For twelve weeks my life revolved around those rehearsals and performances. My normal work schedule was twisted out of shape with evenings, when I would ordinarily write, spent either in rehearsal space or at the theatre. I can hardly remember a “normal” dinner hour sharing an end-of-day meal with my wife, Katherine, during that time.
Like everyone else in the cast, all of whom had demanding daytime jobs, I had to find time and energy for life’s obligations. I supervised an enormously disruptive re-model of large portions of our home (bad call that); tried to write, and ran the necessary errands of householdery.
The whole process must have been more demanding on my fellow actors than it was for me…after all I am freed of the demands of the daily “nine to five” grind by the happy circumstance of a retirement bolstered by on-again off-again freelancing.

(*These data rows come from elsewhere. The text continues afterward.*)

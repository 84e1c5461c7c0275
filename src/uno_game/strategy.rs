use super::card::{Card, Color, PlayedCard};
use rand::rngs::StdRng;
use rand::Rng;
use std::io::{self, BufRead, BufReader, Write};

/// Decision-making for one player. `select_card` answers with an index into
/// the hand, or `None` for "decline to play, draw instead"; `select_color`
/// picks the active color after a wild is played.
pub trait Strategy {
    fn is_automated(&self) -> bool;

    /// `playable` holds the hand indices of every playable card, in hand
    /// order.
    fn select_card(
        &mut self,
        hand: &[Card],
        playable: &[usize],
        top: &PlayedCard,
    ) -> Option<usize>;

    fn select_color(&mut self, rng: &mut StdRng) -> Color;
}

/// Plays the first playable card in hand order and picks wild colors
/// uniformly at random. Deterministic given the hand and the rng.
pub struct AutomatedStrategy;

impl Strategy for AutomatedStrategy {
    fn is_automated(&self) -> bool {
        true
    }

    fn select_card(
        &mut self,
        _hand: &[Card],
        playable: &[usize],
        _top: &PlayedCard,
    ) -> Option<usize> {
        playable.first().copied()
    }

    fn select_color(&mut self, rng: &mut StdRng) -> Color {
        Color::ALL[rng.random_range(0..Color::ALL.len())]
    }
}

/// Prompts a person over the injected streams. Invalid or empty card input
/// degrades to "draw instead"; invalid color input re-prompts, and end of
/// input falls back to Red so the loop can never hang.
pub struct HumanStrategy {
    input: Box<dyn BufRead>,
    output: Box<dyn Write>,
}

impl HumanStrategy {
    pub fn stdio() -> Self {
        Self {
            input: Box::new(BufReader::new(io::stdin())),
            output: Box::new(io::stdout()),
        }
    }

    pub fn with_streams(input: Box<dyn BufRead>, output: Box<dyn Write>) -> Self {
        Self { input, output }
    }

    /// Reads one line, trimmed. `None` on end of input.
    fn read_line(&mut self) -> Option<String> {
        let mut line = String::new();
        match self.input.read_line(&mut line) {
            Ok(0) | Err(_) => None,
            Ok(_) => Some(line.trim().to_string()),
        }
    }
}

impl Strategy for HumanStrategy {
    fn is_automated(&self) -> bool {
        false
    }

    fn select_card(
        &mut self,
        hand: &[Card],
        playable: &[usize],
        top: &PlayedCard,
    ) -> Option<usize> {
        writeln!(self.output, "Top card in play: {}", top).unwrap();
        writeln!(self.output, "Playable cards:").unwrap();
        for (i, &hand_index) in playable.iter().enumerate() {
            writeln!(self.output, "  {}: {}", i + 1, hand[hand_index]).unwrap();
        }
        write!(
            self.output,
            "Enter the number of the card to play, or press Enter to draw: "
        )
        .unwrap();
        self.output.flush().unwrap();

        let choice = self.read_line()?;
        match choice.parse::<usize>() {
            Ok(n) if (1..=playable.len()).contains(&n) => Some(playable[n - 1]),
            _ => None,
        }
    }

    fn select_color(&mut self, _rng: &mut StdRng) -> Color {
        loop {
            write!(self.output, "Choose a color (Red, Green, Blue, Yellow): ").unwrap();
            self.output.flush().unwrap();

            let line = match self.read_line() {
                Some(line) => line,
                None => {
                    writeln!(self.output, "No input; defaulting to Red.").unwrap();
                    return Color::Red;
                }
            };
            match Color::parse(&line) {
                Some(color) => return color,
                None => {
                    writeln!(self.output, "'{}' is not a color, try again.", line).unwrap();
                }
            }
        }
    }
}
use super::card::{Card, Color, PlayedCard, Rank};
use super::deck::Deck;
use super::player::{Player, TurnAction};
use log::{debug, info};
use rand::rngs::StdRng;
use serde::{Deserialize, Serialize};
use std::fmt;

pub const INITIAL_HAND_SIZE: usize = 7;
pub const MIN_PLAYERS: usize = 2;
pub const MAX_PLAYERS: usize = 10;

#[derive(Debug, Clone, Copy, PartialEq, Eq, Serialize, Deserialize)]
pub enum Direction {
    Clockwise,
    CounterClockwise,
}

impl Direction {
    pub fn reverse(&self) -> Self {
        match self {
            Direction::Clockwise => Direction::CounterClockwise,
            Direction::CounterClockwise => Direction::Clockwise,
        }
    }
}

impl fmt::Display for Direction {
    fn fmt(&self, f: &mut fmt::Formatter<'_>) -> fmt::Result {
        match self {
            Direction::Clockwise => write!(f, "clockwise"),
            Direction::CounterClockwise => write!(f, "counter-clockwise"),
        }
    }
}

#[derive(Debug, Clone, Copy, PartialEq, Eq, Serialize, Deserialize)]
pub enum GameStatus {
    InProgress,
    Complete { winner: usize },
}

#[derive(Debug, Clone, Copy, PartialEq, Eq)]
pub enum GameError {
    NotEnoughPlayers,
    TooManyPlayers,
    EmptyDeck,
}

impl fmt::Display for GameError {
    fn fmt(&self, f: &mut fmt::Formatter<'_>) -> fmt::Result {
        match self {
            GameError::NotEnoughPlayers => {
                write!(f, "at least {} players are required", MIN_PLAYERS)
            }
            GameError::TooManyPlayers => {
                write!(f, "at most {} players are supported", MAX_PLAYERS)
            }
            GameError::EmptyDeck => write!(f, "deck ran out of cards during setup"),
        }
    }
}

/// Everything the output sink needs to narrate a turn.
#[derive(Debug, Clone, PartialEq, Serialize, Deserialize)]
pub enum GameEvent {
    CardPlayed {
        player: String,
        card: Card,
    },
    /// The player had nothing playable and drew instead; `card` is `None`
    /// when the deck was exhausted.
    CardDrawn {
        player: String,
        card: Option<Card>,
    },
    /// The player declined to play despite holding a playable card.
    TurnPassed {
        player: String,
    },
    PlayerSkipped {
        player: String,
    },
    DirectionReversed {
        direction: Direction,
    },
    /// `received` can fall short of `count` on deck exhaustion. The target's
    /// turn is forfeited either way.
    PenaltyDraw {
        player: String,
        count: usize,
        received: usize,
    },
    ColorChosen {
        player: String,
        color: Color,
    },
    UnoCalled {
        player: String,
    },
    GameWon {
        player: String,
    },
}

/// The turn state machine: a fixed roster of players, the deck, the current
/// player index and the direction of play.
pub struct Game {
    pub players: Vec<Player>,
    pub deck: Deck,
    pub current: usize,
    pub direction: Direction,
    pub status: GameStatus,
    rng: StdRng,
}

impl Game {
    /// Shuffles a fresh deck, flips the seed card onto the discard pile and
    /// deals seven cards to each player.
    pub fn new(players: Vec<Player>, mut rng: StdRng) -> Result<Self, GameError> {
        if players.len() < MIN_PLAYERS {
            return Err(GameError::NotEnoughPlayers);
        }
        if players.len() > MAX_PLAYERS {
            return Err(GameError::TooManyPlayers);
        }

        let mut deck = Deck::new(&mut rng);
        if !deck.flip_first(&mut rng) {
            return Err(GameError::EmptyDeck);
        }

        let mut game = Self {
            players,
            deck,
            current: 0,
            direction: Direction::Clockwise,
            status: GameStatus::InProgress,
            rng,
        };
        for index in 0..game.players.len() {
            let dealt = game.players[index].draw_from(&mut game.deck, &mut game.rng, INITIAL_HAND_SIZE);
            if dealt.len() < INITIAL_HAND_SIZE {
                return Err(GameError::EmptyDeck);
            }
        }
        info!("game starts with {} players", game.players.len());
        Ok(game)
    }

    /// The visible top of the discard pile. Seeded in `new`, so always
    /// present once the game exists.
    pub fn top_card(&self) -> &PlayedCard {
        self.deck
            .top()
            .expect("discard pile is seeded before the first turn")
    }

    /// The index the turn passes to next, given the current direction.
    pub fn next_index(&self) -> usize {
        let count = self.players.len();
        match self.direction {
            Direction::Clockwise => (self.current + 1) % count,
            Direction::CounterClockwise => (self.current + count - 1) % count,
        }
    }

    /// Moves the turn to the next player.
    pub fn advance(&mut self) {
        self.current = self.next_index();
    }

    pub fn winner(&self) -> Option<&Player> {
        match self.status {
            GameStatus::Complete { winner } => Some(&self.players[winner]),
            GameStatus::InProgress => None,
        }
    }

    /// Runs one full turn of the current player and returns the events to
    /// narrate. A no-op once the game is complete.
    pub fn play_turn(&mut self) -> Vec<GameEvent> {
        let mut events = Vec::new();
        if matches!(self.status, GameStatus::Complete { .. }) {
            return events;
        }

        let actor = self.current;
        let top = *self.top_card();
        let action = self.players[actor].take_turn(&top, &mut self.deck, &mut self.rng);
        let name = self.players[actor].name.clone();

        match action {
            TurnAction::Played(card) => {
                debug!("{} plays {}", name, card);
                events.push(GameEvent::CardPlayed {
                    player: name,
                    card,
                });
                self.resolve_play(actor, card, &mut events);
            }
            TurnAction::Drew(card) => {
                debug!("{} has no play and draws", name);
                events.push(GameEvent::CardDrawn { player: name, card });
                self.advance();
            }
            TurnAction::Passed => {
                debug!("{} passes", name);
                events.push(GameEvent::TurnPassed { player: name });
                self.advance();
            }
        }
        events
    }

    /// Applies the effect of a just-played card, records it on the discard
    /// pile and advances the turn.
    ///
    /// Skip-class effects (Skip, Draw Two, Wild Draw Four) move `current`
    /// onto the forfeited player, so the single unconditional advance at the
    /// end lands on the player after them; no path advances twice beyond
    /// that. A wild's color is chosen by the acting player, never by the
    /// penalized one, and lives on the discard entry.
    fn resolve_play(&mut self, actor: usize, card: Card, events: &mut Vec<GameEvent>) {
        match card.rank {
            Rank::Skip => {
                let target = self.next_index();
                events.push(GameEvent::PlayerSkipped {
                    player: self.players[target].name.clone(),
                });
                self.current = target;
            }
            Rank::Reverse => {
                self.direction = self.direction.reverse();
                events.push(GameEvent::DirectionReversed {
                    direction: self.direction,
                });
            }
            Rank::DrawTwo | Rank::WildDrawFour => {
                let count = if card.rank == Rank::DrawTwo { 2 } else { 4 };
                let target = self.next_index();
                let received = self.players[target]
                    .draw_from(&mut self.deck, &mut self.rng, count)
                    .len();
                events.push(GameEvent::PenaltyDraw {
                    player: self.players[target].name.clone(),
                    count,
                    received,
                });
                self.current = target;
            }
            Rank::Number(_) | Rank::Wild => {}
        }

        let chosen_color = if card.is_wild() {
            let color = self.players[actor].choose_color(&mut self.rng);
            events.push(GameEvent::ColorChosen {
                player: self.players[actor].name.clone(),
                color,
            });
            Some(color)
        } else {
            None
        };
        self.deck.discard(PlayedCard::new(card, chosen_color));

        if self.players[actor].hand.is_empty() {
            self.status = GameStatus::Complete { winner: actor };
            info!("{} wins", self.players[actor].name);
            events.push(GameEvent::GameWon {
                player: self.players[actor].name.clone(),
            });
            return;
        }
        if self.players[actor].hand.len() == 1 {
            events.push(GameEvent::UnoCalled {
                player: self.players[actor].name.clone(),
            });
        }

        self.advance();
    }
}
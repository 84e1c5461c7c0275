use super::game::{Game, GameEvent};
use std::io::{self, Write};

/// The output sink: turns game state and events into human-readable
/// narration on an injected stream.
pub struct ConsoleUi {
    output: Box<dyn Write>,
}

impl ConsoleUi {
    pub fn new() -> Self {
        Self {
            output: Box::new(io::stdout()),
        }
    }

    pub fn with_output(output: Box<dyn Write>) -> Self {
        Self { output }
    }

    pub fn welcome(&mut self) {
        writeln!(self.output, "Welcome to UNO!").unwrap();
    }

    /// Announces whose turn it is and what they are playing against. Hands
    /// are only revealed for human seats.
    pub fn display_turn_header(&mut self, game: &Game) {
        let player = &game.players[game.current];
        writeln!(
            self.output,
            "\n===== {}'S TURN =====",
            player.name.to_uppercase()
        )
        .unwrap();
        writeln!(self.output, "Top card in play: {}", game.top_card()).unwrap();
        writeln!(
            self.output,
            "Direction: {}, draw pile: {} cards",
            game.direction,
            game.deck.draw_pile_len()
        )
        .unwrap();
        if !player.is_automated() {
            let hand = player
                .hand
                .iter()
                .map(|card| card.to_string())
                .collect::<Vec<_>>()
                .join(", ");
            writeln!(self.output, "Your current hand: {}", hand).unwrap();
        }
    }

    pub fn narrate(&mut self, event: &GameEvent) {
        match event {
            GameEvent::CardPlayed { player, card } => {
                writeln!(self.output, "{} plays {}", player, card).unwrap();
            }
            GameEvent::CardDrawn { player, card } => match card {
                Some(_) => writeln!(
                    self.output,
                    "{} has no playable cards and draws one from the deck.",
                    player
                )
                .unwrap(),
                None => writeln!(
                    self.output,
                    "{} has no playable cards, but the deck is exhausted.",
                    player
                )
                .unwrap(),
            },
            GameEvent::TurnPassed { player } => {
                writeln!(self.output, "{} keeps their cards and passes.", player).unwrap();
            }
            GameEvent::PlayerSkipped { player } => {
                writeln!(self.output, "{}'s turn is skipped!", player).unwrap();
            }
            GameEvent::DirectionReversed { direction } => {
                writeln!(self.output, "Direction reversed! Play is now {}.", direction).unwrap();
            }
            GameEvent::PenaltyDraw {
                player,
                count,
                received,
            } => {
                if received == count {
                    writeln!(
                        self.output,
                        "{} draws {} cards and is skipped!",
                        player, count
                    )
                    .unwrap();
                } else {
                    writeln!(
                        self.output,
                        "{} draws {} of {} cards (deck exhausted) and is skipped!",
                        player, received, count
                    )
                    .unwrap();
                }
            }
            GameEvent::ColorChosen { player, color } => {
                writeln!(self.output, "{} chooses the color {}.", player, color).unwrap();
            }
            GameEvent::UnoCalled { player } => {
                writeln!(self.output, "{} says UNO!", player).unwrap();
            }
            GameEvent::GameWon { player } => {
                writeln!(self.output, "\n{} wins the game!", player).unwrap();
            }
        }
    }
}

impl Default for ConsoleUi {
    fn default() -> Self {
        Self::new()
    }
}
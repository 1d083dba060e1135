//! Shared types for hook accounts: ABI surface, signature encodings and the batch digest.
//!
//! Both the accounts and the off-platform signer link this crate so that the digest a
//! signer produces is, byte for byte, the digest an account verifies.

pub mod abi;
pub mod eip712;
pub mod signature;

pub use abi::{Call, Hooks};
pub use eip712::{domain_separator, hash_call, hash_calls, hash_hooks, hooks_digest, typed_data_digest};
pub use signature::BatchSignature;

I realize, looking back, that despite other chores and obligations my consciousness was largely filled by the play, thought about the play, and learning my part. Reciting lines to myself became a compulsion and I would find myself saying lines of dialogue, or parts of lines, in utterly inappropriate places.
We hear people apparently talking to themselves in all sort of public spaces, but they are usually on cell phones. When we notice someone talking to himself, and perhaps gesturing broadly with no phone in evidence, we edge away from someone “gone mad and wandering amongst the crowd protected by his madness”… as the Envoy once said.
A Strange Psychological Occurrence
The alarm went off this morning about five-forty-five. I had been waking up for some time and simply lay in bed thinking about the scene in which the Envoy comes to Madam Irma’s house of illusions to persuade her to accept the role of Queen, to create the appearance that would crush the people’s rebellion. This was “my” scene, the major piece I contributed to the puzzle of “The Balcony.”
It’s not unusual for me to let my waking mind drift over yesterday’s work-a-day events. When it does my consciousness carries with it a sense of distance, the sense that, yes, that was what I did or said at work yesterday; but also a sense, or feeling, or tone that suggests I am now a third-person observer of remembered events “at work.”
This morning the impact of recollection was quite different. I was not simply remembering “that I did such and such, said such and such as an actor at work in Scene 7 of “The Balcony.” Rather I remembered visiting Madame Irma, remembered being there rather than simply looking back at the last day’s performance.
The sense of having been the Envoy was actually disorienting…a momentary sense that somehow a hole in being had opened up.
A dream? The result of having concentrated so much on the part? Who knows
I suspect that no actor could survive if he literally and completely became the character he was playing while he was on stage. Imagine what it would be like if, while you are reading this post at your computer screen, you turned around to find the fourth wall of your room had disappeared.
However much we try, metaphorically, to become the character we are playing it would be terrifying to find that suddenly we were.